Our ERG's, supported by HR and business leadership, are doing an important job of breaking down barriers. They offer a space for discussion between those with a disability and their allies for exchanges of inclusive best practices.

Continuous work ensures individualised support is provided to make home office adjustments.

Learning and talent development

We aim to build a dynamic environment where our colleagues can develop skills and undertake experiences that help them fulfil their potential. Our approach allows us to meet our strategic priorities and support our colleagues' career goals.

We expect all colleagues to complete global mandatory training each year regardless of their contract type. This training plays a critical role in shaping our culture, ensuring a focus on the issues fundamental to our work - such as sustainability, financial crime risk, and intolerance of bullying and harassment. New joiners attend our Global Discovery programme to build their knowledge of the organisation and engage them with our purpose, values, and strategy.

HSBC University remains our home for skills development with access to face-to-face training and an extensive digital content catalogue from partners such as LinkedIn Learning, Harvard Business Review podcast and Microsoft Learn. Powered by Degreed, our HSBC University platform provides tailored content aligned to employees' chosen skills and development areas. Our Leadership development partners include Imperial College and London Business Schools, with whom we work on topics of strategic importance. For example, in 2023, we launched the Managing Director Programmes, which offer experiential learning with small working groups addressing live challenges across the business. Executive Masterclasses provide a deep dive into topics, issues and skills that will shape HSBC's future.

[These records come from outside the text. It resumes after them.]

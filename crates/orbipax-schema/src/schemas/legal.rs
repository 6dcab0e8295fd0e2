//! Legal consents.
//!
//! Which forms must be signed is data, not branching: [`FORM_RULES`] pairs
//! every form with a [`FormRule`]. The release-of-information form is
//! optional unless the client authorized sharing with their PCP. Minors
//! additionally need a guardian co-signature on every form they sign.

use orbipax_core::models::legal::FormId;
use orbipax_core::step::WizardStepId;
use serde_json::Value;

use crate::StepSchema;
use crate::engine::{lookup, present};
use crate::rules::{
    Condition, CrossCheck, DateBound, Document, FieldKind, FieldSpec, ValidationContext,
    ValidationIssue,
};

pub struct LegalFormsSchema;

#[derive(Debug, Clone, Copy)]
pub enum FormRule {
    Required,
    Optional,
    OptionalUnless(Condition),
}

impl FormRule {
    /// Whether the form must be read and signed for this document.
    pub fn applies(&self, doc: &Document) -> bool {
        match self {
            FormRule::Required => true,
            FormRule::Optional => false,
            FormRule::OptionalUnless(condition) => condition.evaluate(doc),
        }
    }
}

pub const SHARES_WITH_PCP: Condition = Condition {
    description: "client authorized sharing records with their PCP",
    holds: |doc| Condition::flag(doc, "authorizedToShareWithPCP"),
};

pub const FORM_RULES: &[(FormId, FormRule)] = &[
    (FormId::Hipaa, FormRule::Required),
    (FormId::ConsentTreatment, FormRule::Required),
    (FormId::Financial, FormRule::Required),
    (FormId::Telehealth, FormRule::Optional),
    (FormId::Roi, FormRule::OptionalUnless(SHARES_WITH_PCP)),
];

const FORM_FIELDS: &[FieldSpec] = &[
    FieldSpec::optional("isRequired", "Required flag", FieldKind::Bool),
    FieldSpec::optional("isRead", "Read acknowledgement", FieldKind::Bool),
    FieldSpec::optional("signature", "Signature", FieldKind::Name),
    FieldSpec::optional("guardianSignature", "Guardian signature", FieldKind::Name),
    FieldSpec::optional(
        "signatureDate",
        "Signature date",
        FieldKind::Date(DateBound::NotFuture),
    ),
];

const FIELDS: &[FieldSpec] = &[
    FieldSpec::required("isMinor", "Minor status", FieldKind::Bool),
    FieldSpec::optional(
        "authorizedToShareWithPCP",
        "Authorization to share with PCP",
        FieldKind::Bool,
    ),
    FieldSpec::optional("hipaa", "HIPAA notice", FieldKind::Object(FORM_FIELDS)),
    FieldSpec::optional(
        "consentTreatment",
        "Consent for treatment",
        FieldKind::Object(FORM_FIELDS),
    ),
    FieldSpec::optional("financial", "Financial agreement", FieldKind::Object(FORM_FIELDS)),
    FieldSpec::optional("telehealth", "Telehealth consent", FieldKind::Object(FORM_FIELDS)),
    FieldSpec::optional("roi", "Release of information", FieldKind::Object(FORM_FIELDS)),
];

pub fn form_rule(form: FormId) -> FormRule {
    FORM_RULES
        .iter()
        .find(|(id, _)| *id == form)
        .map(|(_, rule)| *rule)
        .unwrap_or(FormRule::Optional)
}

/// Forms in force, plus any form the client chose to sign, must be read and
/// carry a signature. An absent form is treated as an empty one so issues
/// land on its `isRead` / `signature` fields.
fn forms_in_force_are_signed(
    doc: &Document,
    _ctx: &ValidationContext,
    issues: &mut Vec<ValidationIssue>,
) {
    let blank = Document::new();
    for (form, rule) in FORM_RULES {
        let key = form.key();
        let record = lookup::object(doc, key).unwrap_or(&blank);
        let signed = present(record, "signature").is_some();
        if !rule.applies(doc) && !signed {
            continue;
        }
        if !lookup::is_true(record, "isRead") {
            issues.push(ValidationIssue::new(
                &[key, "isRead"],
                format!("The {} must be read before signing", form.title()),
            ));
        }
        if !signed {
            issues.push(ValidationIssue::new(
                &[key, "signature"],
                format!("A signature is required on the {}", form.title()),
            ));
        }
    }
}

/// A minor's signature needs a guardian co-signature. Format problems with a
/// present guardian signature are already reported by the per-field pass.
fn minors_need_guardian(
    doc: &Document,
    _ctx: &ValidationContext,
    issues: &mut Vec<ValidationIssue>,
) {
    if !lookup::is_true(doc, "isMinor") {
        return;
    }
    for (form, _) in FORM_RULES {
        let key = form.key();
        let Some(record) = lookup::object(doc, key) else {
            continue;
        };
        if present(record, "signature").is_some() && present(record, "guardianSignature").is_none()
        {
            issues.push(ValidationIssue::new(
                &[key, "guardianSignature"],
                "Guardian signature is required for minors",
            ));
        }
    }
}

const CHECKS: &[CrossCheck] = &[forms_in_force_are_signed, minors_need_guardian];

impl StepSchema for LegalFormsSchema {
    fn step(&self) -> WizardStepId {
        WizardStepId::LegalForms
    }

    fn fields(&self) -> &'static [FieldSpec] {
        FIELDS
    }

    fn checks(&self) -> &'static [CrossCheck] {
        CHECKS
    }

    /// Stamp every form's `isRequired` from the rule table; the client's
    /// own value is never trusted. Unsigned forms keep an empty signature.
    fn prepare(&self, doc: &mut Document) {
        for (form, rule) in FORM_RULES {
            let required = rule.applies(doc);
            let entry = doc
                .entry(form.key())
                .or_insert_with(|| Value::Object(Document::new()));
            if let Value::Object(record) = entry {
                record.insert("isRequired".to_string(), Value::Bool(required));
                record
                    .entry("signature")
                    .or_insert_with(|| Value::String(String::new()));
            }
        }
    }
}
use std::fmt;
use std::str::FromStr;

use serde::{Deserialize, Serialize};
use ts_rs::TS;

use crate::error::CoreError;

/// One page of the intake wizard. Declaration order is the canonical order.
#[derive(Debug, Clone, Copy, PartialEq, Eq, PartialOrd, Ord, Hash, Serialize, Deserialize, TS)]
#[serde(rename_all = "kebab-case")]
#[ts(export)]
pub enum WizardStepId {
    Welcome,
    Demographics,
    Insurance,
    Diagnoses,
    MedicalProviders,
    Medications,
    Referrals,
    Goals,
    LegalForms,
    Review,
}

impl WizardStepId {
    pub const ALL: [WizardStepId; 10] = [
        WizardStepId::Welcome,
        WizardStepId::Demographics,
        WizardStepId::Insurance,
        WizardStepId::Diagnoses,
        WizardStepId::MedicalProviders,
        WizardStepId::Medications,
        WizardStepId::Referrals,
        WizardStepId::Goals,
        WizardStepId::LegalForms,
        WizardStepId::Review,
    ];

    /// The wire identifier (e.g. `"medical-providers"`).
    pub fn as_str(&self) -> &'static str {
        match self {
            WizardStepId::Welcome => "welcome",
            WizardStepId::Demographics => "demographics",
            WizardStepId::Insurance => "insurance",
            WizardStepId::Diagnoses => "diagnoses",
            WizardStepId::MedicalProviders => "medical-providers",
            WizardStepId::Medications => "medications",
            WizardStepId::Referrals => "referrals",
            WizardStepId::Goals => "goals",
            WizardStepId::LegalForms => "legal-forms",
            WizardStepId::Review => "review",
        }
    }

    /// Human-readable title shown in the stepper.
    pub fn title(&self) -> &'static str {
        match self {
            WizardStepId::Welcome => "Welcome",
            WizardStepId::Demographics => "Demographics",
            WizardStepId::Insurance => "Insurance",
            WizardStepId::Diagnoses => "Clinical History",
            WizardStepId::MedicalProviders => "Medical Providers",
            WizardStepId::Medications => "Medications",
            WizardStepId::Referrals => "Referrals",
            WizardStepId::Goals => "Treatment Goals",
            WizardStepId::LegalForms => "Legal Forms",
            WizardStepId::Review => "Review",
        }
    }
}

impl fmt::Display for WizardStepId {
    fn fmt(&self, f: &mut fmt::Formatter<'_>) -> fmt::Result {
        f.write_str(self.as_str())
    }
}

impl FromStr for WizardStepId {
    type Err = CoreError;

    fn from_str(s: &str) -> Result<Self, Self::Err> {
        WizardStepId::ALL
            .into_iter()
            .find(|step| step.as_str() == s)
            .ok_or_else(|| CoreError::UnknownStep(s.to_string()))
    }
}

/// One entry of the navigator configuration. The ordered list of these is
/// the only source of truth for step order and optionality.
#[derive(Debug, Clone, Copy, PartialEq, Eq, Serialize, Deserialize, TS)]
#[serde(rename_all = "camelCase")]
#[ts(export)]
pub struct StepConfig {
    pub id: WizardStepId,
    #[serde(default)]
    pub is_optional: bool,
}

impl StepConfig {
    pub const fn required(id: WizardStepId) -> Self {
        Self {
            id,
            is_optional: false,
        }
    }

    pub const fn optional(id: WizardStepId) -> Self {
        Self {
            id,
            is_optional: true,
        }
    }
}

/// The standard ten-step intake flow.
pub fn default_steps() -> Vec<StepConfig> {
    WizardStepId::ALL
        .into_iter()
        .map(|id| match id {
            WizardStepId::MedicalProviders | WizardStepId::Referrals => StepConfig::optional(id),
            _ => StepConfig::required(id),
        })
        .collect()
}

My HSBC Career Portal, which offers career development information and resources to help colleagues manage the various stages of their careers, from joining to career progression, is also available to all our employees. However, we also recognise that most development happens while our colleagues work through regular coaching, feedback, and performance management, and we will extend the use of the HSBC Talent Marketplace platform in Europe in 2024 (the platform is already live in the UK, Malta, and Poland). This will connect our employees to 'on-the-job' development opportunities across the HSBC Group by matching individuals' existing skills and career aspirations to live projects within the HSBC Group. HSBC Europe will also be able to call upon talent across the HSBC Group to supplement its personnel in developing local initiatives and projects.

Employee relations

We consult and, where appropriate, negotiate with employee representative bodies where we have them. We also aim to maintain well-developed communications and consultation programmes with all employee representative bodies, and there have been no material disruptions to our operations from labour disputes during the past five years.

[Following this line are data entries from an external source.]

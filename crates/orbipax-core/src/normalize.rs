//! Field normalizers.
//!
//! Pure, total functions that canonicalize raw user input and check its
//! format. Invalid input never panics or errors here; it simply fails the
//! matching `validate_*` function and is reported upstream as a
//! validation issue.

use std::sync::LazyLock;

use regex::Regex;

/// Longest accepted personal name or signature, in characters.
pub const MAX_NAME_LENGTH: usize = 100;

static PHONE: LazyLock<Regex> =
    LazyLock::new(|| Regex::new(r"^\([2-9]\d{2}\) [2-9]\d{2}-\d{4}$").expect("valid regex"));

static EMAIL: LazyLock<Regex> = LazyLock::new(|| {
    Regex::new(r"^[A-Za-z0-9._%+\-]+@[A-Za-z0-9\-]+(\.[A-Za-z0-9\-]+)*\.[A-Za-z]{2,}$")
        .expect("valid regex")
});

static ZIP_CODE: LazyLock<Regex> =
    LazyLock::new(|| Regex::new(r"^\d{5}(-\d{4})?$").expect("valid regex"));

// Letter, two digits (second may be A/B for a few chapters), optional
// dotted extension of up to four characters.
static ICD10: LazyLock<Regex> = LazyLock::new(|| {
    Regex::new(r"^[A-TV-Z][0-9][0-9AB](\.[0-9A-TV-Z]{1,4})?$").expect("valid regex")
});

static MEMBER_ID: LazyLock<Regex> =
    LazyLock::new(|| Regex::new(r"^[A-Za-z0-9][A-Za-z0-9\-]{0,29}$").expect("valid regex"));

const STATE_CODES: &[&str] = &[
    "AL", "AK", "AZ", "AR", "CA", "CO", "CT", "DE", "DC", "FL", "GA", "HI", "ID", "IL", "IN",
    "IA", "KS", "KY", "LA", "ME", "MD", "MA", "MI", "MN", "MS", "MO", "MT", "NE", "NV", "NH",
    "NJ", "NM", "NY", "NC", "ND", "OH", "OK", "OR", "PA", "PR", "RI", "SC", "SD", "TN", "TX",
    "UT", "VT", "VA", "WA", "WV", "WI", "WY",
];

/// Trim and collapse every whitespace run to a single space.
pub fn normalize_whitespace(raw: &str) -> String {
    raw.split_whitespace().collect::<Vec<_>>().join(" ")
}

/// Canonicalize a personal name.
///
/// Whitespace is collapsed. Input typed entirely in one case is title-cased
/// per segment (segments break on spaces, hyphens and apostrophes), so
/// `"mary-jane o'neil"` becomes `"Mary-Jane O'Neil"`. Mixed-case input is
/// left alone to preserve names like `"McDonald"`.
pub fn normalize_name(raw: &str) -> String {
    let collapsed = normalize_whitespace(raw);
    let has_lower = collapsed.chars().any(char::is_lowercase);
    let has_upper = collapsed.chars().any(char::is_uppercase);
    if has_lower && has_upper {
        return collapsed;
    }

    let mut out = String::with_capacity(collapsed.len());
    let mut at_segment_start = true;
    for c in collapsed.chars() {
        if at_segment_start {
            out.extend(c.to_uppercase());
        } else {
            out.extend(c.to_lowercase());
        }
        at_segment_start = matches!(c, ' ' | '-' | '\'' | '\u{2019}');
    }
    out
}

/// Letters, spaces, hyphens, apostrophes and periods, with at least one
/// letter and at most [`MAX_NAME_LENGTH`] characters.
pub fn validate_name(s: &str) -> bool {
    let trimmed = s.trim();
    if trimmed.is_empty() || trimmed.chars().count() > MAX_NAME_LENGTH {
        return false;
    }
    trimmed.chars().any(char::is_alphabetic)
        && trimmed
            .chars()
            .all(|c| c.is_alphabetic() || matches!(c, ' ' | '-' | '\'' | '\u{2019}' | '.'))
}

/// Canonicalize a US phone number to `(XXX) XXX-XXXX`.
///
/// Ten digits, or eleven with a leading country code `1`, are reformatted.
/// Anything else comes back trimmed but otherwise untouched so that
/// [`validate_phone_number`] rejects it.
pub fn normalize_phone_number(raw: &str) -> String {
    let digits: String = raw.chars().filter(char::is_ascii_digit).collect();
    let national = match digits.len() {
        10 => digits.as_str(),
        11 if digits.starts_with('1') => &digits[1..],
        _ => return raw.trim().to_string(),
    };
    format!(
        "({}) {}-{}",
        &national[0..3],
        &national[3..6],
        &national[6..10]
    )
}

/// Accepts the canonical `(NXX) NXX-XXXX` form, where N is 2-9.
pub fn validate_phone_number(s: &str) -> bool {
    PHONE.is_match(s)
}

pub fn validate_email(s: &str) -> bool {
    s.len() <= 254 && EMAIL.is_match(s)
}

/// Five-digit ZIP or ZIP+4.
pub fn validate_zip_code(s: &str) -> bool {
    ZIP_CODE.is_match(s)
}

/// Two-letter USPS state or territory code, upper case.
pub fn validate_state_code(s: &str) -> bool {
    STATE_CODES.contains(&s)
}

/// ICD-10-CM code shape (e.g. `F41.1`, `F32.A`). Format only; the code is
/// not looked up in any code set.
pub fn validate_icd10_code(s: &str) -> bool {
    ICD10.is_match(s)
}

/// Insurance member identifier: alphanumeric with dashes, 1-30 characters.
pub fn validate_member_id(s: &str) -> bool {
    MEMBER_ID.is_match(s)
}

Disclosure of information to auditors

The directors are not aware that there is any relevant audit information (as defined in the Companies Act 2006) of which the bank's auditors are unaware and processes are in place to ensure that the bank's auditors are aware of any relevant audit information.

Auditors

PricewaterhouseCoopers LLP ('PwC') are the external auditors to the bank. PwC has expressed its willingness to continue in office and the Board recommends that PwC be re-appointed as the bank's auditors. A resolution proposing the re-appointment of PwC as the bank's auditors, and giving authority to the Audit Committee to determine its remuneration, will be submitted to the forthcoming AGM.

Branches

HSBC Bank plc provides a wide range of banking and financial services through 20 markets. HSBC Bank plc is simplifying its operating model to one integrated business supporting a wholesale banking hub for the EU in Paris and a wholesale banking hub for western markets in London. Further information on the bank's branches are located in 'HSBC in Europe' on page 5.